The advantage of (1) is that it doesn’t require users to install another
software package, which may in some cases be difficult or impossible. The
advantage of (2) is that it provides native support for working with
Frictionless data packages, and may be both easier and faster once the package
is installed. We are in the process of implementing both approaches for Stata;
implementations for the other software listed above are straightforward.

# Software that supports value labels (Stata, SAS or SPSS)

  1. In cases where a field has an enum constraint but no enumLabels
    property, automatically generate a value label mapping the integers 1, 2,
    3, … to the enum values in order, use this to encode the field (thereby
    changing its type from string to integer), and attach the value label
    to the field. Provide option to skip automatically dropping values
    specified in the missingValues property and instead add them in order to
    the end of the value label, encoded using extended missing values if
    supported.

  2. In cases where the data are stored in encoded form (e.g., as integers) and
    a corresponding enumLabels property is present, and assuming that the
    keys in the enumLabels object are limited to integers and extended
    missing values (if supported), use the enumLabels object to generate a
    value label and attach it to the field.

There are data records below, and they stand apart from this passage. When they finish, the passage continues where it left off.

pub mod agents;
pub mod events;
pub mod health;
pub mod projects;
pub mod user;

use crate::error::AppError;

/// Any `/api/*` path without a route.
pub async fn api_not_found() -> AppError {
    AppError::not_found("API endpoint not found")
}

/// Await a `spawn_blocking` handle, turning a panicked task into a 500.
pub(crate) async fn blocking<T, F>(f: F) -> Result<T, AppError>
where
    F: FnOnce() -> T + Send + 'static,
    T: Send + 'static,
{
    tokio::task::spawn_blocking(f)
        .await
        .map_err(|e| AppError(anyhow::anyhow!("task join error: {e}")))
}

As with (1), provide option to skip
    automatically dropping values specified in the missingValues property and
    instead add them in order to the end of the value label, encoded using
    extended missing values if supported.

  3. Although none of Stata, SAS or SPSS currently permits designating a specific
    variable as ordered, Stata permits attaching arbitrary metadata to
    individual variables. Thus, in cases where the enumOrdered property is
    present, this information can be stored in Stata to inform the analyst and
    to prevent loss of information when generating Frictionless data packages
    from within Stata.

# Software that supports categoricals or factors (Pandas, R, Julia)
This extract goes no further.